Jews as an “Imperial Nation”?
4/2003
The present issue completes the annual theme of Ab Imperio for 2003, which focused on “Imperial Borders and Liminalities.” Within the framework of this theme we tested the potential of the concept of “boundary” to serve as a metanarrative for understanding the imperial and national historical experience. The journal’s issues of this year explored situations of transfer, political, economic, and symbolic boundaries within and between national and multiethnic communities and channels of translation of specifically imperial or national experiences to new contexts. The issue on Russian nationalism was focused on the problem of the alleged center and its relation to the boundaries that were drawn in the history of the Russian Empire and the Soviet Union. Finally, in the present issue we focus on the problem of limits of marginality, i.e. the situation in which from the view point of European civilization, a marginal status (despite many centuries of presence and involvement in the continent’s economics, culture, and politics) becomes the core identity of a people, whose history is inseparable from the history of the European continental empires. This paradox forced us to formulate the theme of the present issue in the following way: “The Limits of Marginality – Jews as Inorodtsy of Continental Empires.”
The working hypothesis for all the materials of this issue is that the Jews have to be reconsidered as an “imperial nation.” This notion may appear controversial at first sight. We suggest it in order to understand the entire spectrum of relationships between the Jewish population and the empires. As an “imperial nation” Jews utilized and at the same time transgressed their marginality. This notion remained true when the empire placed them on the margins of the legal, social, economic, and political space. From this position Jews identified with the collapsing imperial regime which was disintegrating under the pressure of centripetal national movements. It also remained true when Jews attempted to integrate into different segments of imperial society. Despite the fact that the European continental empires contained the largest Jewish populations, we know much less about the role of Jews as an “imperial nation” than about their role in the history of different European nationalisms.
"As the obligatory Other, the indigestible foreign element, Jews have defined everything that Europeans, at various times and places, have felt that they are not. They have played this role effectively because they have been able to represent two opposites simultaneously: progress and tradition, revolution and capital, West and East, licentiousness and patriarchy. This system relies on the Jew as an empty sign, the single unpredictable and negative factor in an otherwise stable universe."[1]
In this comprehensive formula, G. Safran captured the experience of studies of European Jewry in the age of Nations and Nationalism.
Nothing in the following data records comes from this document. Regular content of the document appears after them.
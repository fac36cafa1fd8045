//! Structured logging setup using tracing
//!
//! Console output for interactive use, plus an optional JSON file layer with
//! rotation.
//!
//! # Example
//!
//! ```no_run
//! use v2fhir::logging::init_logging;
//! use v2fhir::config::LoggingConfig;
//!
//! let config = LoggingConfig::default();
//! let _guard = init_logging("info", &config).expect("Failed to initialize logging");
//! ```

use crate::config::LoggingConfig;
use crate::domain::{ConvertError, Result};
use tracing::Level;
use tracing_appender::non_blocking::{NonBlocking, WorkerGuard};
use tracing_appender::rolling::{RollingFileAppender, Rotation};
use tracing_subscriber::layer::SubscriberExt;
use tracing_subscriber::util::SubscriberInitExt;
use tracing_subscriber::{EnvFilter, Layer, Registry};

/// Guard that must be kept alive for the duration of the program
/// to ensure logs are flushed properly
pub struct LoggingGuard {
    _file_guard: Option<WorkerGuard>,
}

impl LoggingGuard {
    fn new(file_guard: Option<WorkerGuard>) -> Self {
        Self {
            _file_guard: file_guard,
        }
    }
}

/// Log file name prefix inside `LoggingConfig::local_path`
pub const LOG_FILE_PREFIX: &str = "v2fhir.log";

/// Installs the global subscriber
///
/// `RUST_LOG` takes precedence over `log_level_str` when set. The console
/// layer always writes to stderr; the JSON file layer is added only when
/// `config.local_enabled` is set.
///
/// Returns a [`LoggingGuard`] that must live until the program exits.
pub fn init_logging(log_level_str: &str, config: &LoggingConfig) -> Result<LoggingGuard> {
    let filter_directive = default_directive(parse_log_level(log_level_str)?);
    let filter = || {
        EnvFilter::try_from_default_env().unwrap_or_else(|_| EnvFilter::new(&filter_directive))
    };

    let mut layers: Vec<Box<dyn Layer<Registry> + Send + Sync>> =
        vec![console_layer().with_filter(filter()).boxed()];

    let file_guard = if config.local_enabled {
        let (writer, guard) = file_writer(config)?;
        layers.push(
            tracing_subscriber::fmt::layer()
                .json()
                .with_current_span(false)
                .with_thread_names(true)
                .with_writer(writer)
                .with_filter(filter())
                .boxed(),
        );
        Some(guard)
    } else {
        None
    };

    tracing_subscriber::registry()
        .with(layers)
        .try_init()
        .map_err(|e| ConvertError::Configuration(format!("Failed to install log subscriber: {e}")))?;

    tracing::debug!(
        directive = %filter_directive,
        file = config.local_enabled,
        path = %config.local_path,
        "Logging initialized"
    );
    Ok(LoggingGuard::new(file_guard))
}

/// `v2fhir=<level>`; other crates stay at their defaults
pub fn default_directive(level: Level) -> String {
    format!("v2fhir={}", level.as_str().to_ascii_lowercase())
}

/// Maps `logging.local_rotation` to an appender rotation
pub fn rotation_for(name: &str) -> Result<Rotation> {
    match name {
        "daily" => Ok(Rotation::DAILY),
        "hourly" => Ok(Rotation::HOURLY),
        other => Err(ConvertError::Configuration(format!(
            "Invalid log rotation: {other}. Must be daily or hourly"
        ))),
    }
}

fn console_layer<S>() -> impl Layer<S>
where
    S: tracing::Subscriber + for<'a> tracing_subscriber::registry::LookupSpan<'a>,
{
    // stdout carries NDJSON output
    tracing_subscriber::fmt::layer()
        .with_writer(std::io::stderr)
        .with_target(false)
        .compact()
}

fn file_writer(config: &LoggingConfig) -> Result<(NonBlocking, WorkerGuard)> {
    let rotation = rotation_for(&config.local_rotation)?;
    std::fs::create_dir_all(&config.local_path).map_err(|e| {
        ConvertError::Configuration(format!(
            "Failed to create log directory {}: {e}",
            config.local_path
        ))
    })?;
    let appender = RollingFileAppender::new(rotation, &config.local_path, LOG_FILE_PREFIX);
    Ok(tracing_appender::non_blocking(appender))
}

/// Parse log level from string
pub fn parse_log_level(level_str: &str) -> Result<Level> {
    match level_str.trim().to_lowercase().as_str() {
        "trace" => Ok(Level::TRACE),
        "debug" => Ok(Level::DEBUG),
        "info" => Ok(Level::INFO),
        "warn" => Ok(Level::WARN),
        "error" => Ok(Level::ERROR),
        _ => Err(ConvertError::Configuration(format!(
            "Invalid log level: {level_str}. Must be one of: trace, debug, info, warn, error"
        ))),
    }
}

#[cfg(test)]
mod tests {
    use super::*;
    use tempfile::TempDir;
    use test_case::test_case;

    #[test_case("trace", Level::TRACE)]
    #[test_case("debug", Level::DEBUG)]
    #[test_case("INFO", Level::INFO ; "upper case")]
    #[test_case(" warn ", Level::WARN ; "padded")]
    #[test_case("error", Level::ERROR)]
    fn test_parse_log_level(text: &str, expected: Level) {
        assert_eq!(parse_log_level(text).unwrap(), expected);
    }

    #[test]
    fn test_parse_log_level_invalid() {
        assert!(parse_log_level("verbose").is_err());
        assert!(parse_log_level("").is_err());
    }

    #[test]
    fn test_default_directive() {
        assert_eq!(default_directive(Level::WARN), "v2fhir=warn");
        assert_eq!(default_directive(Level::TRACE), "v2fhir=trace");
    }

    #[test]
    fn test_rotation_for() {
        assert_eq!(rotation_for("daily").unwrap(), Rotation::DAILY);
        assert_eq!(rotation_for("hourly").unwrap(), Rotation::HOURLY);
        assert!(rotation_for("weekly").is_err());
    }

    #[test]
    fn test_file_writer_creates_directory() {
        let temp = TempDir::new().unwrap();
        let dir = temp.path().join("logs").join("v2fhir");
        let config = LoggingConfig {
            local_enabled: true,
            local_path: dir.to_string_lossy().into_owned(),
            local_rotation: "hourly".to_string(),
        };
        let (_writer, guard) = file_writer(&config).unwrap();
        assert!(dir.is_dir());
        drop(guard);
    }

    #[test]
    fn test_init_logging_rejects_bad_level_before_installing() {
        let err = init_logging("loud", &LoggingConfig::default()).err().unwrap();
        assert!(matches!(err, ConvertError::Configuration(_)));
    }
}
//! Code system resolution
//!
//! A coded field (CE/CWE) can offer several codes for one concept, e.g. a
//! local lab code next to its LOINC equivalent. [`CodeResolver`] picks one
//! primary code deterministically and keeps the rest as secondary codings.
//!
//! Ranking, lowest wins:
//!
//! | rank | binding |
//! |---|---|
//! | 0 | canonical vocabulary of the concept kind (LOINC for lab, ICD-10 for diagnosis) |
//! | 1 | any other named system |
//! | 2 | local or unspecified |
//!
//! Equal ranks keep input order, so the first same-system candidate wins.

use crate::config::TerminologyConfig;
use crate::core::parse::Field;
use crate::domain::coding::{CodeBinding, CodeSystem, CodeableConcept};
use std::collections::BTreeSet;

const LAB_SYSTEMS: &[&str] = &["LN", "LOINC"];
const DIAGNOSIS_SYSTEMS: &[&str] = &["I10", "I10C", "ICD10", "ICD-10", "ICD10CM", "ICD-10-CM"];

/// Which canonical vocabulary a concept prefers
#[derive(Debug, Clone, Copy, PartialEq, Eq)]
pub enum ConceptKind {
    Lab,
    Diagnosis,
}

/// Result of resolution: the chosen binding plus the other distinct ones
#[derive(Debug, Clone, PartialEq, Eq)]
pub struct ResolvedCode {
    pub primary: CodeBinding,
    pub secondary: Vec<CodeBinding>,
}

impl ResolvedCode {
    /// Output concept with the primary coding first
    pub fn into_concept(self) -> CodeableConcept {
        let coding = std::iter::once(&self.primary)
            .chain(self.secondary.iter())
            .map(CodeBinding::to_coding)
            .collect();
        CodeableConcept { coding, text: None }
    }
}

/// Classifies system identifiers and ranks candidate codes
///
/// Alias tables are fixed at construction and shared read-only.
#[derive(Debug, Clone)]
pub struct CodeResolver {
    lab_aliases: BTreeSet<String>,
    diagnosis_aliases: BTreeSet<String>,
}

impl Default for CodeResolver {
    fn default() -> Self {
        Self::with_aliases(std::iter::empty::<&str>(), std::iter::empty::<&str>())
    }
}

impl CodeResolver {
    /// Built-in identifiers plus extra aliases for each canonical vocabulary
    ///
    /// Aliases are matched case-insensitively.
    pub fn with_aliases<L, D>(lab: L, diagnosis: D) -> Self
    where
        L: IntoIterator,
        L::Item: AsRef<str>,
        D: IntoIterator,
        D::Item: AsRef<str>,
    {
        let normalize = |s: &str| s.trim().to_ascii_uppercase();
        let lab_aliases = LAB_SYSTEMS
            .iter()
            .copied()
            .map(normalize)
            .chain(lab.into_iter().map(|s| normalize(s.as_ref())))
            .filter(|s| !s.is_empty())
            .collect();
        let diagnosis_aliases = DIAGNOSIS_SYSTEMS
            .iter()
            .copied()
            .map(normalize)
            .chain(diagnosis.into_iter().map(|s| normalize(s.as_ref())))
            .filter(|s| !s.is_empty())
            .collect();
        Self {
            lab_aliases,
            diagnosis_aliases,
        }
    }

    pub fn from_config(config: &TerminologyConfig) -> Self {
        Self::with_aliases(
            &config.lab_system_aliases,
            &config.diagnosis_system_aliases,
        )
    }

    /// Maps a raw coding-system identifier (CE-3 / CE-6) to a [`CodeSystem`]
    pub fn classify(&self, raw: &str) -> CodeSystem {
        let raw = raw.trim();
        if raw.is_empty() {
            return CodeSystem::Local(None);
        }
        let upper = raw.to_ascii_uppercase();
        if self.lab_aliases.contains(&upper) {
            CodeSystem::Loinc
        } else if self.diagnosis_aliases.contains(&upper) {
            CodeSystem::Icd10
        } else if upper == "L" || upper.starts_with("99") {
            CodeSystem::Local(Some(raw.to_string()))
        } else {
            CodeSystem::Named(raw.to_string())
        }
    }

    /// Candidate bindings offered by a coded field
    ///
    /// Components 1-3 and 4-6 of every repetition each form one triplet;
    /// triplets without a code are skipped.
    pub fn bindings(&self, field: &Field) -> Vec<CodeBinding> {
        let mut out = Vec::new();
        for rep in field.repetitions() {
            for offset in [0, 3] {
                let code = rep.text(offset + 1).trim();
                if code.is_empty() {
                    continue;
                }
                let display = rep.text(offset + 2).trim();
                let system = self.classify(rep.text(offset + 3));
                out.push(CodeBinding::new(
                    system,
                    code,
                    Some(display.to_string()),
                ));
            }
        }
        out
    }

    fn rank(binding: &CodeBinding, kind: ConceptKind) -> u8 {
        match (&binding.system, kind) {
            (CodeSystem::Loinc, ConceptKind::Lab) | (CodeSystem::Icd10, ConceptKind::Diagnosis) => 0,
            (CodeSystem::Local(_), _) => 2,
            _ => 1,
        }
    }

    /// Picks the primary binding; `None` when there are no candidates
    pub fn resolve(&self, bindings: &[CodeBinding], kind: ConceptKind) -> Option<ResolvedCode> {
        // min_by_key keeps the first of equal ranks
        let primary = bindings.iter().min_by_key(|b| Self::rank(b, kind))?;

        let mut seen = vec![(&primary.system, primary.code.as_str())];
        let mut secondary = Vec::new();
        for b in bindings {
            let key = (&b.system, b.code.as_str());
            if seen.contains(&key) {
                continue;
            }
            seen.push(key);
            secondary.push(b.clone());
        }

        tracing::trace!(
            code = %primary.code,
            secondary = secondary.len(),
            "Resolved code"
        );
        Some(ResolvedCode {
            primary: primary.clone(),
            secondary,
        })
    }

    /// Bindings of `field` resolved straight into an output concept
    pub fn concept(&self, field: Option<&Field>, kind: ConceptKind) -> Option<CodeableConcept> {
        let bindings = self.bindings(field?);
        self.resolve(&bindings, kind).map(ResolvedCode::into_concept)
    }
}

#[cfg(test)]
mod tests {
    use super::*;
    use crate::core::parse::parse_message;
    use crate::domain::coding::{ICD10_URI, LOINC_URI};
    use test_case::test_case;

    fn binding(system: CodeSystem, code: &str) -> CodeBinding {
        CodeBinding::new(system, code, None)
    }

    #[test_case("LN", CodeSystem::Loinc ; "loinc")]
    #[test_case("ln", CodeSystem::Loinc ; "loinc lower case")]
    #[test_case("I10", CodeSystem::Icd10 ; "icd10")]
    #[test_case("ICD-10-CM", CodeSystem::Icd10 ; "icd10 cm")]
    #[test_case("SCT", CodeSystem::Named("SCT".into()) ; "snomed is named")]
    #[test_case("I9C", CodeSystem::Named("I9C".into()) ; "icd9 is named")]
    #[test_case("L", CodeSystem::Local(Some("L".into())) ; "local")]
    #[test_case("99ZLAB", CodeSystem::Local(Some("99ZLAB".into())) ; "local 99 prefix")]
    #[test_case("", CodeSystem::Local(None) ; "absent")]
    fn test_classify(raw: &str, expected: CodeSystem) {
        assert_eq!(CodeResolver::default().classify(raw), expected);
    }

    #[test]
    fn test_configured_aliases() {
        let resolver = CodeResolver::with_aliases(["loinc-2"], ["ICD10X"]);
        assert_eq!(resolver.classify("LOINC-2"), CodeSystem::Loinc);
        assert_eq!(resolver.classify("icd10x"), CodeSystem::Icd10);
        assert_eq!(resolver.classify("LN"), CodeSystem::Loinc);
    }

    #[test]
    fn test_canonical_wins_regardless_of_order() {
        let resolver = CodeResolver::default();
        let local = binding(CodeSystem::Local(Some("L".into())), "GLU-L");
        let loinc = binding(CodeSystem::Loinc, "2345-7");
        for input in [vec![local.clone(), loinc.clone()], vec![loinc.clone(), local.clone()]] {
            let resolved = resolver.resolve(&input, ConceptKind::Lab).unwrap();
            assert_eq!(resolved.primary, loinc);
            assert_eq!(resolved.secondary, vec![local.clone()]);
        }
    }

    #[test]
    fn test_kind_selects_canonical_vocabulary() {
        let resolver = CodeResolver::default();
        let input = vec![binding(CodeSystem::Loinc, "X"), binding(CodeSystem::Icd10, "E11.9")];
        assert_eq!(
            resolver.resolve(&input, ConceptKind::Diagnosis).unwrap().primary.code,
            "E11.9"
        );
        assert_eq!(resolver.resolve(&input, ConceptKind::Lab).unwrap().primary.code, "X");
    }

    #[test]
    fn test_named_beats_local() {
        let resolver = CodeResolver::default();
        let input = vec![
            binding(CodeSystem::Local(None), "A"),
            binding(CodeSystem::Named("SCT".into()), "B"),
        ];
        assert_eq!(resolver.resolve(&input, ConceptKind::Lab).unwrap().primary.code, "B");
    }

    #[test]
    fn test_same_system_first_occurrence_wins() {
        let resolver = CodeResolver::default();
        let input = vec![binding(CodeSystem::Loinc, "FIRST"), binding(CodeSystem::Loinc, "SECOND")];
        let resolved = resolver.resolve(&input, ConceptKind::Lab).unwrap();
        assert_eq!(resolved.primary.code, "FIRST");
        assert_eq!(resolved.secondary[0].code, "SECOND");
    }

    #[test]
    fn test_duplicates_collapse() {
        let resolver = CodeResolver::default();
        let input = vec![binding(CodeSystem::Loinc, "A"), binding(CodeSystem::Loinc, "A")];
        assert!(resolver.resolve(&input, ConceptKind::Lab).unwrap().secondary.is_empty());
    }

    #[test]
    fn test_no_bindings_no_code() {
        assert!(CodeResolver::default().resolve(&[], ConceptKind::Lab).is_none());
        assert!(CodeResolver::default().concept(None, ConceptKind::Lab).is_none());
    }

    #[test]
    fn test_bindings_from_field() {
        let msg = parse_message(
            "MSH|^~\\&|A\rOBX|1|NM|GLU-L^Glucose local^L^2345-7^Glucose^LN~^^^X1^^",
        )
        .unwrap();
        let field = msg.field("OBX", 3).unwrap();
        let resolver = CodeResolver::default();
        let bindings = resolver.bindings(field);
        let codes: Vec<&str> = bindings.iter().map(|b| b.code.as_str()).collect();
        assert_eq!(codes, vec!["GLU-L", "2345-7", "X1"]);
        assert_eq!(bindings[2].system, CodeSystem::Local(None));
        assert!(bindings[2].display.is_none());

        let concept = resolver.concept(Some(field), ConceptKind::Lab).unwrap();
        let primary = concept.primary().unwrap();
        assert_eq!(primary.system.as_deref(), Some(LOINC_URI));
        assert_eq!(primary.code, "2345-7");
        assert_eq!(primary.display.as_deref(), Some("Glucose"));
        assert_eq!(concept.coding.len(), 3);
    }

    #[test]
    fn test_local_without_system_is_unspecified() {
        let msg = parse_message("MSH|^~\\&|A\rDG1|1||X99^Local dx").unwrap();
        let concept = CodeResolver::default()
            .concept(msg.field("DG1", 3), ConceptKind::Diagnosis)
            .unwrap();
        assert!(concept.coding[0].system.is_none());
        assert_ne!(concept.coding[0].system.as_deref(), Some(ICD10_URI));
    }
}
The Jews appear to be an “empty sign”, which acquires meanings when a nation attempts to draw its boundaries and when it needs the Other as a manifest “border marker”. These diverse meanings are also generated by different groups within the Jewry in response to the challenge of the situation. The Jew as the Other is a “border marker” because s/he encapsulates the boundary: the Jews that reside within the national body in their formation, appearance and language (and maybe even thoughts) might resemble representatives of the dominant nation. For this reason different attitudes toward Jews and degrees of inclusion and exclusion reveal in the most telling manner the nature of a national project.
When placed in the imperial context the formula of the Jew as the universal Other looses its certainty and acquires complexity and numerous qualifications. The Jew in an empire is a part of a multilayered hierarchy in which his or her otherness is relative and is being permanently redefined; moreover this otherness is related to those of other groups of an empire’s population. Thus, “the Jewish question” in the Russian Empire is set in various contexts, be it the Jewish-Polish relationship and the governmental policy in the Western borderlands, the colonization of Central Asia, or Russian nation-building. All European empires with significant Jewish population were home to processes that were structurally similar to those that were taking place in the Russian Empire: the Jews of Prague were placed in the situation choosing between Czech and German nationalism, while the Jews of Galicia unequivocally supported the imperial project and the German “civilizing mission”. Therefore, the definition of Jews as an “imperial nation” is capable of explicating the “Jewish question” in its full complexity, that is in the context of various tripartite relationships: the Poles, the Jews, and the imperial center; the Ukrainians, the Jews, and the imperial center; the Russian nationalists, the Jews, and the imperial state policy, etc. The hypothesis of an “imperial nation” allows us to uncover different layers of experience in Jewish history: as one part of Jewry is excluded from imperial society, other parts appear to be integrated into different segments of imperial social life through identification and/or acculturation into Russian (Polish, German) high cultures.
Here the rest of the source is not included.